With every line kept intact, print the entries that appear below.
☆ ☆ ☆
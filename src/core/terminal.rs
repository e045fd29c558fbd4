use console::{style, Emoji};

pub static SUCCESS_ICON: Emoji<'_, '_> = Emoji("✅ ", "");
pub static INFO_ICON: Emoji<'_, '_> = Emoji("ℹ️  ", "");
pub static WARN_ICON: Emoji<'_, '_> = Emoji("⚠️  ", "");
pub static ERROR_ICON: Emoji<'_, '_> = Emoji("❌ ", "");
pub static GEAR: Emoji<'_, '_> = Emoji("⚙️  ", "");

pub fn print_success(msg: &str) {
    println!("{} {}", SUCCESS_ICON, style(msg).green());
}

pub fn print_info(msg: &str) {
    println!("{} {}", INFO_ICON, style(msg).blue());
}

pub fn print_warn(msg: &str) {
    println!("{} {}", WARN_ICON, style(msg).yellow());
}

pub fn print_error(msg: &str) {
    eprintln!("{} {}", ERROR_ICON, style(msg).red().bold());
}

pub fn print_status(label: &str, msg: &str) {
    println!("  {} {}: {}", GEAR, style(label).bold().cyan(), msg);
}

pub fn print_banner() {
    println!("\n{}", style("flixql").bold().magenta());
    println!(
        "{}\n",
        style("Ask the Netflix catalog anything, in plain language.").dim()
    );
}

/// A titled block of commands for the help screen.
pub struct GuideSection {
    title: String,
    commands: Vec<(String, String)>,
}

impl GuideSection {
    pub fn new(title: &str) -> Self {
        Self {
            title: title.to_string(),
            commands: Vec::new(),
        }
    }

    pub fn command(mut self, name: &str, blurb: &str) -> Self {
        self.commands.push((name.to_string(), blurb.to_string()));
        self
    }

    pub fn print(self) {
        println!(" {}", style(&self.title).bold().underlined());
        for (name, blurb) in &self.commands {
            println!("   {:<12} {}", style(name).green(), blurb);
        }
        println!();
    }
}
☆ ☆ ☆
Answer for this exercise:
filename src/core/terminal.rs
repository e045fd29c558fbd4
use console::{style, Emoji};

pub static SUCCESS_ICON: Emoji<'_, '_> = Emoji("✅ ", "");
pub static INFO_ICON: Emoji<'_, '_> = Emoji("ℹ️  ", "");
pub static WARN_ICON: Emoji<'_, '_> = Emoji("⚠️  ", "");
pub static ERROR_ICON: Emoji<'_, '_> = Emoji("❌ ", "");
pub static GEAR: Emoji<'_, '_> = Emoji("⚙️  ", "");

pub fn print_success(msg: &str) {
    println!("{} {}", SUCCESS_ICON, style(msg).green());
}

pub fn print_info(msg: &str) {
    println!("{} {}", INFO_ICON, style(msg).blue());
}

pub fn print_warn(msg: &str) {
    println!("{} {}", WARN_ICON, style(msg).yellow());
}

pub fn print_error(msg: &str) {
    eprintln!("{} {}", ERROR_ICON, style(msg).red().bold());
}

pub fn print_status(label: &str, msg: &str) {
    println!("  {} {}: {}", GEAR, style(label).bold().cyan(), msg);
}

pub fn print_banner() {
    println!("\n{}", style("flixql").bold().magenta());
    println!(
        "{}\n",
        style("Ask the Netflix catalog anything, in plain language.").dim()
    );
}

/// A titled block of commands for the help screen.
pub struct GuideSection {
    title: String,
    commands: Vec<(String, String)>,
}

impl GuideSection {
    pub fn new(title: &str) -> Self {
        Self {
            title: title.to_string(),
            commands: Vec::new(),
        }
    }

    pub fn command(mut self, name: &str, blurb: &str) -> Self {
        self.commands.push((name.to_string(), blurb.to_string()));
        self
    }

    pub fn print(self) {
        println!(" {}", style(&self.title).bold().underlined());
        for (name, blurb) in &self.commands {
            println!("   {:<12} {}", style(name).green(), blurb);
        }
        println!();
    }
}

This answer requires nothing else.